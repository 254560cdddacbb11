//! Monte-Carlo comparison of multi-armed bandit policies.
//!
//! An [`Experiment`] repeatedly draws an environment instance from a
//! [`Scenario`], plays every configured policy against the same draw for a
//! fixed horizon, computes cumulative regret against the latent best arm and
//! averages the curves over repetitions.

pub mod config;
pub mod envs;
pub mod errors;
pub mod expe;
pub mod policies;
pub mod rng;

pub use envs::{Environment, Family, Scenario};
pub use errors::{AppError, ExperimentError};
pub use expe::{cumulative_regret, simulate, Experiment, RegretMatrix, RegretReport, Trace};
pub use policies::{ParameterTable, Policy, PolicySpec};
pub use rng::ExperimentRng;
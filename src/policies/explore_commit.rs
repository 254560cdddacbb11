use super::arm::ArmEstimate;
use super::Policy;

use rand::rngs::SmallRng;
use std::cmp::Ordering;

/// Explore-then-commit: pull every arm `rounds` times round-robin, then
/// commit to the arm with the best empirical mean for the rest of the run.
#[derive(Clone, Debug)]
pub struct ExploreCommit {
    rounds: usize,
    arms: Vec<ArmEstimate>,
    committed: Option<usize>,
}

impl ExploreCommit {
    pub fn new(arms: usize, rounds: usize) -> Self {
        Self {
            rounds,
            arms: vec![ArmEstimate::default(); arms],
            committed: None,
        }
    }
}

impl Policy for ExploreCommit {
    fn choose(&mut self, t: usize, _rng: &mut SmallRng) -> usize {
        let arms = self.arms.len();
        if t < self.rounds * arms {
            t % arms
        } else if let Some(arm) = self.committed {
            arm
        } else {
            let best = self
                .arms
                .iter()
                .enumerate()
                .max_by(|(_, a), (_, b)| a.mean.partial_cmp(&b.mean).unwrap_or(Ordering::Equal))
                .map(|(arm, _)| arm)
                .unwrap_or(0);
            self.committed = Some(best);
            best
        }
    }

    fn update(&mut self, arm: usize, reward: f64) {
        self.arms[arm].observe(reward);
    }
}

The problem:
From the records above, reproduce exactly the lines from the one with "pub fn new(arms: usize, rounds: usize)" to the one with "fn choose(&mut self, t: usize, _rng: &mut", both included, and no others.

Your response:
    pub fn new(arms: usize, rounds: usize) -> Self {
        Self {
            rounds,
            arms: vec![ArmEstimate::default(); arms],
            committed: None,
        }
    }
}

impl Policy for ExploreCommit {
    fn choose(&mut self, t: usize, _rng: &mut SmallRng) -> usize {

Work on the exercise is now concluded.